- [Work instructions]: Provide the count of lines below where "NoiseType" occurs, with no other output.
Data to use Start Marker
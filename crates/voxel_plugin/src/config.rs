//! World configuration: the closed set of tunables every other component
//! reads from. Mirrors the teacher's `MeshConfig`/`OctreeConfig` builder
//! pattern — a plain struct, `Default`, `with_*` setters, and a `validate()`
//! that clamps out-of-range values rather than erroring.

use crate::constants::DEFAULT_CHUNK_SIZE;
use crate::lod::LodBand;

/// Overall shape of the world, consumed by the LOD strategy's distance
/// metric and vertical chunk range.
#[derive(Clone, Copy, Debug, PartialEq, Eq, Default)]
pub enum WorldMode {
  #[default]
  InfinitePlane,
  SphericalPlanet,
  IslandBowl,
}

/// Which mesher the chunk manager dispatches to.
#[derive(Clone, Copy, Debug, PartialEq, Eq, Default)]
pub enum MeshingMode {
  #[default]
  Cubic,
  Smooth,
}

/// Noise family for the default [`crate::noise::NoiseSampler`] implementation.
#[derive(Clone, Copy, Debug, PartialEq, Eq, Default)]
pub enum NoiseType {
  Perlin,
  #[default]
  Simplex,
  Cellular,
  Voronoi,
}

/// Noise generator tunables.
#[derive(Clone, Copy, Debug, PartialEq)]
pub struct NoiseConfig {
  pub noise_type: NoiseType,
  pub seed: i32,
  pub octaves: u32,
  pub frequency: f64,
  pub amplitude: f64,
  pub lacunarity: f64,
  pub persistence: f64,
}

impl Default for NoiseConfig {
  fn default() -> Self {
    Self {
      noise_type: NoiseType::Simplex,
      seed: 0,
      octaves: 6,
      frequency: 0.01,
      amplitude: 1.0,
      lacunarity: 2.0,
      persistence: 0.5,
    }
  }
}

/// The closed set of world-level tunables. Constructed via [`Default`] then
/// refined with `with_*` builder methods; call [`WorldConfig::validate`]
/// after assembling one from untrusted input (e.g. a save file or UI).
#[derive(Clone, Debug, PartialEq)]
pub struct WorldConfig {
  pub world_mode: WorldMode,
  pub world_origin: glam::DVec3,
  pub world_radius: f64,

  pub meshing_mode: MeshingMode,

  pub voxel_size: f64,
  pub chunk_size: i32,
  pub world_seed: i32,

  pub lod_bands: Vec<LodBand>,
  pub enable_lod_morphing: bool,
  pub enable_frustum_culling: bool,
  pub view_distance: f64,

  pub max_chunks_to_load_per_frame: usize,
  pub max_chunks_to_unload_per_frame: usize,
  pub streaming_time_slice_ms: f64,
  pub max_loaded_chunks: usize,

  pub use_gpu_renderer: bool,
  pub generate_collision: bool,
  pub collision_lod_level: i32,

  pub noise: NoiseConfig,

  /// World-space Y below which open air in a freshly generated chunk is
  /// filled with water, per §4.6's generation-request fields.
  pub sea_level: f64,
  /// Multiplies the default noise sampler's height-noise channel before
  /// it's added to `base_height`.
  pub height_scale: f64,
  /// World-space Y the default noise sampler's height field is centered on.
  pub base_height: f64,
}

impl Default for WorldConfig {
  fn default() -> Self {
    Self {
      world_mode: WorldMode::InfinitePlane,
      world_origin: glam::DVec3::ZERO,
      world_radius: 100_000.0,

      meshing_mode: MeshingMode::Cubic,

      voxel_size: 100.0,
      chunk_size: DEFAULT_CHUNK_SIZE,
      world_seed: 0,

      lod_bands: Vec::new(),
      enable_lod_morphing: true,
      enable_frustum_culling: true,
      view_distance: 10_000.0,

      max_chunks_to_load_per_frame: 4,
      max_chunks_to_unload_per_frame: 8,
      streaming_time_slice_ms: 2.0,
      max_loaded_chunks: 2000,

      use_gpu_renderer: true,
      generate_collision: true,
      collision_lod_level: 1,

      noise: NoiseConfig::default(),

      sea_level: 0.0,
      height_scale: 2000.0,
      base_height: 0.0,
    }
  }
}

impl WorldConfig {
  pub fn with_world_mode(mut self, mode: WorldMode) -> Self {
    self.world_mode = mode;
    self
  }

  pub fn with_world_origin(mut self, origin: glam::DVec3) -> Self {
    self.world_origin = origin;
    self
  }

  pub fn with_world_radius(mut self, radius: f64) -> Self {
    self.world_radius = radius;
    self
  }

  pub fn with_meshing_mode(mut self, mode: MeshingMode) -> Self {
    self.meshing_mode = mode;
    self
  }

  pub fn with_voxel_size(mut self, voxel_size: f64) -> Self {
    self.voxel_size = voxel_size;
    self
  }

  pub fn with_chunk_size(mut self, chunk_size: i32) -> Self {
    self.chunk_size = chunk_size;
    self
  }

  pub fn with_world_seed(mut self, seed: i32) -> Self {
    self.world_seed = seed;
    self
  }

  pub fn with_lod_bands(mut self, bands: Vec<LodBand>) -> Self {
    self.lod_bands = bands;
    self
  }

  pub fn with_view_distance(mut self, view_distance: f64) -> Self {
    self.view_distance = view_distance;
    self
  }

  pub fn with_max_chunks_to_load_per_frame(mut self, n: usize) -> Self {
    self.max_chunks_to_load_per_frame = n;
    self
  }

  pub fn with_max_chunks_to_unload_per_frame(mut self, n: usize) -> Self {
    self.max_chunks_to_unload_per_frame = n;
    self
  }

  pub fn with_streaming_time_slice_ms(mut self, ms: f64) -> Self {
    self.streaming_time_slice_ms = ms;
    self
  }

  pub fn with_noise(mut self, noise: NoiseConfig) -> Self {
    self.noise = noise;
    self
  }

  pub fn with_sea_level(mut self, sea_level: f64) -> Self {
    self.sea_level = sea_level;
    self
  }

  pub fn with_height_scale(mut self, height_scale: f64) -> Self {
    self.height_scale = height_scale;
    self
  }

  pub fn with_base_height(mut self, base_height: f64) -> Self {
    self.base_height = base_height;
    self
  }

  /// World extent of one chunk, in world units.
  #[inline]
  pub fn chunk_world_size(&self) -> f64 {
    self.chunk_size as f64 * self.voxel_size
  }

  /// Cached vertical chunk range for the configured world mode, per §4.4.
  pub fn vertical_chunk_range(&self) -> (i32, i32) {
    match self.world_mode {
      WorldMode::InfinitePlane => (-2, 8),
      WorldMode::SphericalPlanet => (-32, 32),
      WorldMode::IslandBowl => (-2, 8),
    }
  }

  /// Clamp out-of-range values to the documented closed set, logging a
  /// warning (when the `tracing` feature is enabled) for each field
  /// adjusted. Returns `self` for chaining.
  pub fn validate(mut self) -> Self {
    if !(1.0..=1000.0).contains(&self.voxel_size) {
      #[cfg(feature = "tracing")]
      tracing::warn!(value = self.voxel_size, "voxel_size out of [1,1000], clamping");
      self.voxel_size = self.voxel_size.clamp(1.0, 1000.0);
    }
    if !(crate::constants::MIN_CHUNK_SIZE..=crate::constants::MAX_CHUNK_SIZE).contains(&self.chunk_size) {
      #[cfg(feature = "tracing")]
      tracing::warn!(value = self.chunk_size, "chunk_size out of [8,128], clamping");
      self.chunk_size = self
        .chunk_size
        .clamp(crate::constants::MIN_CHUNK_SIZE, crate::constants::MAX_CHUNK_SIZE);
    }
    if !(1..=32).contains(&self.max_chunks_to_load_per_frame) {
      self.max_chunks_to_load_per_frame = self.max_chunks_to_load_per_frame.clamp(1, 32);
    }
    if !(1..=64).contains(&self.max_chunks_to_unload_per_frame) {
      self.max_chunks_to_unload_per_frame = self.max_chunks_to_unload_per_frame.clamp(1, 64);
    }
    if !(0.5..=10.0).contains(&self.streaming_time_slice_ms) {
      self.streaming_time_slice_ms = self.streaming_time_slice_ms.clamp(0.5, 10.0);
    }
    if !(100..=10_000).contains(&self.max_loaded_chunks) {
      self.max_loaded_chunks = self.max_loaded_chunks.clamp(100, 10_000);
    }
    if !(0..=4).contains(&self.collision_lod_level) {
      self.collision_lod_level = self.collision_lod_level.clamp(0, 4);
    }
    if !(1..=16).contains(&self.noise.octaves) {
      self.noise.octaves = self.noise.octaves.clamp(1, 16);
    }
    if !(1.0..=4.0).contains(&self.noise.lacunarity) {
      self.noise.lacunarity = self.noise.lacunarity.clamp(1.0, 4.0);
    }
    if !(0.0..=1.0).contains(&self.noise.persistence) {
      self.noise.persistence = self.noise.persistence.clamp(0.0, 1.0);
    }
    self
  }
}

#[cfg(test)]
#[path = "config_test.rs"]
mod config_test;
Data to use End Marker
- [Reply]: 3